What you should do —
The entries are to be given again in full. Every word must match.

Start of Supplied entries

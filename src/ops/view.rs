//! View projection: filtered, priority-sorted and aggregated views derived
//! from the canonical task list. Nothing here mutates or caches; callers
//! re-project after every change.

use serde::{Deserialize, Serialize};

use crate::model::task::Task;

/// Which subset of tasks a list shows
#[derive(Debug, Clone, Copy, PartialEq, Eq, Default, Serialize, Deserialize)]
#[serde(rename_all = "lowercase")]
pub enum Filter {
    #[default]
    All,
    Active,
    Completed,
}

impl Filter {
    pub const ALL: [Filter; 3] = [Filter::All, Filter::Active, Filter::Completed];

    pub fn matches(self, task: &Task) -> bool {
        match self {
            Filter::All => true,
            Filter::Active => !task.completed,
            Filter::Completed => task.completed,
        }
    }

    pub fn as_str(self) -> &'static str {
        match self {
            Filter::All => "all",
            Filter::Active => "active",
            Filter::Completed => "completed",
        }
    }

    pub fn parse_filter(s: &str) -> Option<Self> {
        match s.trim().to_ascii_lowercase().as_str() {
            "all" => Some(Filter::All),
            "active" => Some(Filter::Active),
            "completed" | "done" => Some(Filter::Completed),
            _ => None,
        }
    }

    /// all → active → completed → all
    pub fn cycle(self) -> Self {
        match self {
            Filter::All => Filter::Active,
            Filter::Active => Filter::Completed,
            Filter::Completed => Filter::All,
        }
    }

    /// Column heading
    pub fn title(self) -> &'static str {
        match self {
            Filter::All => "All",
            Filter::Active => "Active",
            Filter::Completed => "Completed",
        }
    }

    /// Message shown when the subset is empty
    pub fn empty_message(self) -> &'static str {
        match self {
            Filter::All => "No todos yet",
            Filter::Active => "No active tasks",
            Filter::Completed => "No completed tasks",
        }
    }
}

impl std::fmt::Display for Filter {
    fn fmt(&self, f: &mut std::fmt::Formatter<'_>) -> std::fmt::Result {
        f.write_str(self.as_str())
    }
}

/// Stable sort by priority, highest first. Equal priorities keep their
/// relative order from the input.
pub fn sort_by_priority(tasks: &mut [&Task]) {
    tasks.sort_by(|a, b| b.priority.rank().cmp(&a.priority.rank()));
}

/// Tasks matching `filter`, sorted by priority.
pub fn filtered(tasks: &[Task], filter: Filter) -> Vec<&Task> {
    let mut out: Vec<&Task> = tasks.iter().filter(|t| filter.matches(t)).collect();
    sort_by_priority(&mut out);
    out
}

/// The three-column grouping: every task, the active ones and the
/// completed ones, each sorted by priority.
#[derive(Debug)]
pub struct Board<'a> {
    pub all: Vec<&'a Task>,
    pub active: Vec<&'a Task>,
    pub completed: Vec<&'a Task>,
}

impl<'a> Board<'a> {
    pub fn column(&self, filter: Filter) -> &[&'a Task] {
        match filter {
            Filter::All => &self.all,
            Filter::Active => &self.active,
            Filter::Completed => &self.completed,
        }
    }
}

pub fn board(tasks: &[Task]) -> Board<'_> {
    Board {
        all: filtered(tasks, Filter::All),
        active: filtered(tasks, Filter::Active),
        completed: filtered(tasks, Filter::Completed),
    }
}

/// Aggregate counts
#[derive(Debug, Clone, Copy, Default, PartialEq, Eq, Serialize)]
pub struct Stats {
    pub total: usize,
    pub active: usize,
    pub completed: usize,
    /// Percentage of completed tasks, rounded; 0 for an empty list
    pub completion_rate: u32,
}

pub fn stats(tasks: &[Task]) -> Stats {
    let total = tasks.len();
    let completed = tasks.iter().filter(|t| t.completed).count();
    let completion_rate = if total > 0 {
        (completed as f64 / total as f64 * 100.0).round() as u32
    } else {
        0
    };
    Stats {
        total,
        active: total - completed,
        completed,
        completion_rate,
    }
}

End of Supplied entries

Response —
filename src/ops/view.rs
//! View projection: filtered, priority-sorted and aggregated views derived
//! from the canonical task list. Nothing here mutates or caches; callers
//! re-project after every change.

use serde::{Deserialize, Serialize};

use crate::model::task::Task;

/// Which subset of tasks a list shows
#[derive(Debug, Clone, Copy, PartialEq, Eq, Default, Serialize, Deserialize)]
#[serde(rename_all = "lowercase")]
pub enum Filter {
    #[default]
    All,
    Active,
    Completed,
}

impl Filter {
    pub const ALL: [Filter; 3] = [Filter::All, Filter::Active, Filter::Completed];

    pub fn matches(self, task: &Task) -> bool {
        match self {
            Filter::All => true,
            Filter::Active => !task.completed,
            Filter::Completed => task.completed,
        }
    }

    pub fn as_str(self) -> &'static str {
        match self {
            Filter::All => "all",
            Filter::Active => "active",
            Filter::Completed => "completed",
        }
    }

    pub fn parse_filter(s: &str) -> Option<Self> {
        match s.trim().to_ascii_lowercase().as_str() {
            "all" => Some(Filter::All),
            "active" => Some(Filter::Active),
            "completed" | "done" => Some(Filter::Completed),
            _ => None,
        }
    }

    /// all → active → completed → all
    pub fn cycle(self) -> Self {
        match self {
            Filter::All => Filter::Active,
            Filter::Active => Filter::Completed,
            Filter::Completed => Filter::All,
        }
    }

    /// Column heading
    pub fn title(self) -> &'static str {
        match self {
            Filter::All => "All",
            Filter::Active => "Active",
            Filter::Completed => "Completed",
        }
    }

    /// Message shown when the subset is empty
    pub fn empty_message(self) -> &'static str {
        match self {
            Filter::All => "No todos yet",
            Filter::Active => "No active tasks",
            Filter::Completed => "No completed tasks",
        }
    }
}

impl std::fmt::Display for Filter {
    fn fmt(&self, f: &mut std::fmt::Formatter<'_>) -> std::fmt::Result {
        f.write_str(self.as_str())
    }
}

/// Stable sort by priority, highest first. Equal priorities keep their
/// relative order from the input.
pub fn sort_by_priority(tasks: &mut [&Task]) {
    tasks.sort_by(|a, b| b.priority.rank().cmp(&a.priority.rank()));
}

/// Tasks matching `filter`, sorted by priority.
pub fn filtered(tasks: &[Task], filter: Filter) -> Vec<&Task> {
    let mut out: Vec<&Task> = tasks.iter().filter(|t| filter.matches(t)).collect();
    sort_by_priority(&mut out);
    out
}

/// The three-column grouping: every task, the active ones and the
/// completed ones, each sorted by priority.
#[derive(Debug)]
pub struct Board<'a> {
    pub all: Vec<&'a Task>,
    pub active: Vec<&'a Task>,
    pub completed: Vec<&'a Task>,
}

impl<'a> Board<'a> {
    pub fn column(&self, filter: Filter) -> &[&'a Task] {
        match filter {
            Filter::All => &self.all,
            Filter::Active => &self.active,
            Filter::Completed => &self.completed,
        }
    }
}

pub fn board(tasks: &[Task]) -> Board<'_> {
    Board {
        all: filtered(tasks, Filter::All),
        active: filtered(tasks, Filter::Active),
        completed: filtered(tasks, Filter::Completed),
    }
}

/// Aggregate counts
#[derive(Debug, Clone, Copy, Default, PartialEq, Eq, Serialize)]
pub struct Stats {
    pub total: usize,
    pub active: usize,
    pub completed: usize,
    /// Percentage of completed tasks, rounded; 0 for an empty list
    pub completion_rate: u32,
}

pub fn stats(tasks: &[Task]) -> Stats {
    let total = tasks.len();
    let completed = tasks.iter().filter(|t| t.completed).count();
    let completion_rate = if total > 0 {
        (completed as f64 / total as f64 * 100.0).round() as u32
    } else {
        0
    };
    Stats {
        total,
        active: total - completed,
        completed,
        completion_rate,
    }
}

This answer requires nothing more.